[2019-07-10 20:13 UTC] During our investigation into the root cause of the first event, we identified a code path likely causing the bug in a new minor version of the database’s election protocol.
[2019-07-10 20:42 UTC] We rolled back to a previous minor version of the election protocol and monitored the rollout.
There's a 20 minute gap between investigation and "rollback". Why did they rollback if the service was back to normal? How can they decide, and document the change within 20 minutes? Are they using CMs to document changes in production? Were there enough engineers involved in the decision? Clearly all variables were not considered.
To me, this demonstrates poor Operational Excellence values. Your first goal is to mitigate the problem. Then, you need to analyze, understand, and document the root cause. Rolling-back was a poor decision, imo.
Thanks for the questions. We have testing procedures and deploy mechanisms that enable us to ship hundreds of deploys a week safely, including many which touch our infrastructure. For example, we do a fleetwide version rollout in stages with a blue/green deploy for typical changes.
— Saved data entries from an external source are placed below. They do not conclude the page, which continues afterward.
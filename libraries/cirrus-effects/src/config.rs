/// Effect toggles handed to the pipeline host
///
/// The host never reads process-wide state; the playback engine builds an
/// `EffectsConfig`, passes it in at construction, and pushes later changes
/// through the host's setters.
use crate::error::{EffectsError, Result};
use serde::{Deserialize, Serialize};
use std::path::Path;
use tracing::debug;

/// Environment variable prefix, e.g. `CIRRUS__BASS_BOOST=true`
pub const ENV_PREFIX: &str = "CIRRUS";

/// Which effects are switched on
#[derive(Debug, Clone, Copy, Default, PartialEq, Eq, Serialize, Deserialize)]
#[serde(default)]
pub struct EffectsConfig {
    /// Stereo auto-pan ("8D audio")
    pub auto_pan: bool,

    /// 800 Hz low-pass (takes priority over bass boost)
    pub muffled: bool,

    /// +10 dB low-shelf at 100 Hz
    pub bass_boost: bool,

    /// 150 ms feedback echo
    pub reverb: bool,
}

impl EffectsConfig {
    /// Everything off
    pub fn none() -> Self {
        Self::default()
    }

    /// Everything on (muffled overrides bass boost in the filter)
    pub fn all() -> Self {
        Self {
            auto_pan: true,
            muffled: true,
            bass_boost: true,
            reverb: true,
        }
    }

    /// True when no effect would touch the audio
    pub fn is_bypass(&self) -> bool {
        !(self.auto_pan || self.muffled || self.bass_boost || self.reverb)
    }

    /// Load configuration from an optional TOML file and the environment
    ///
    /// Environment variables (`CIRRUS__AUTO_PAN`, `CIRRUS__MUFFLED`, ...)
    /// override values from the file. A missing file is skipped.
    pub fn load(path: Option<&Path>) -> Result<Self> {
        let mut settings = config::Config::builder();

        if let Some(path) = path {
            if path.exists() {
                settings = settings.add_source(config::File::from(path));
            } else {
                debug!("Effects config {:?} not found, using defaults", path);
            }
        }

        settings = settings.add_source(
            config::Environment::with_prefix(ENV_PREFIX)
                .prefix_separator("__")
                .separator("__")
                .try_parsing(true),
        );

        let config = settings
            .build()
            .map_err(|e| EffectsError::Config(e.to_string()))?;

        config
            .try_deserialize()
            .map_err(|e| EffectsError::Config(e.to_string()))
    }

    /// Parse configuration from an in-memory TOML document
    pub fn from_toml_str(toml: &str) -> Result<Self> {
        config::Config::builder()
            .add_source(config::File::from_str(toml, config::FileFormat::Toml))
            .build()
            .and_then(|config| config.try_deserialize())
            .map_err(|e| EffectsError::Config(e.to_string()))
    }
}

#[cfg(test)]
mod tests {
    use super::*;
    use std::io::Write;

    #[test]
    fn default_is_bypass() {
        let config = EffectsConfig::default();
        assert!(config.is_bypass());
        assert_eq!(config, EffectsConfig::none());
        assert!(!EffectsConfig::all().is_bypass());
    }

    #[test]
    fn parse_partial_toml() {
        let config = EffectsConfig::from_toml_str("bass_boost = true\nreverb = true\n").unwrap();

        assert!(config.bass_boost);
        assert!(config.reverb);
        assert!(!config.muffled);
        assert!(!config.auto_pan);
    }

    #[test]
    fn parse_empty_toml() {
        let config = EffectsConfig::from_toml_str("").unwrap();
        assert!(config.is_bypass());
    }

    #[test]
    fn invalid_toml_is_config_error() {
        let err = EffectsConfig::from_toml_str("muffled = \"loud\"").unwrap_err();
        assert!(matches!(err, EffectsError::Config(_)));
    }

    #[test]
    fn load_from_file() {
        let dir = tempfile::tempdir().unwrap();
        let path = dir.path().join("effects.toml");
        let mut file = std::fs::File::create(&path).unwrap();
        writeln!(file, "auto_pan = true").unwrap();
        writeln!(file, "muffled = true").unwrap();
        drop(file);

        let config = EffectsConfig::load(Some(&path)).unwrap();

        assert!(config.auto_pan);
        assert!(config.muffled);
    }

    #[test]
    fn load_missing_file_uses_defaults() {
        let dir = tempfile::tempdir().unwrap();
        let config = EffectsConfig::load(Some(&dir.path().join("absent.toml"))).unwrap();
        assert_eq!(config.reverb, EffectsConfig::default().reverb);
    }

    #[test]
    fn environment_overrides_file() {
        // Only this test touches bass_boost, so parallel load tests are unaffected
        let key = format!("{ENV_PREFIX}__BASS_BOOST");
        let previous = std::env::var(&key).ok();

        let dir = tempfile::tempdir().unwrap();
        let path = dir.path().join("effects.toml");
        std::fs::write(&path, "bass_boost = false\n").unwrap();

        std::env::set_var(&key, "true");
        let loaded = EffectsConfig::load(Some(&path));
        match previous {
            Some(value) => std::env::set_var(&key, value),
            None => std::env::remove_var(&key),
        }

        assert!(loaded.unwrap().bass_boost);
    }
}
In this case, we identified a specific code path that we believed had a high potential to cause a follow-up incident soon. The course of action was reviewed by several engineers; however we lacked an efficient way to fully validate this change on the order of minutes. We're investing in building tooling to increase robustness in rapid response mechanisms and to help responding engineers understand the potential impact of configuration changes or other remediation efforts they're pushing through an accelerated process.
I think our engineers’ approach was strong here, but our processes could have been better. Our continuing remediation efforts are focused there.
Thank you for taking the time to respond to my questions.
I believe the high potential of causing a follow-up incident was left out of the post (or maybe I missed it?).
I hope that lessons are learned from this operational event, and invest towards building metrics and tooling that allows you to, first of all, prevent issues, and second, shorten the outage/mitigation times in the future.
I'm happy you guys are being open about the issue, and taking feedback from people outside your company. I definitely applaud this.
They very likely have continuous deployment. So each change could potentially be released as a separate deploy. If the changes have changed to the data model, they gotta run a migration. So hundreds seems reasonable to me.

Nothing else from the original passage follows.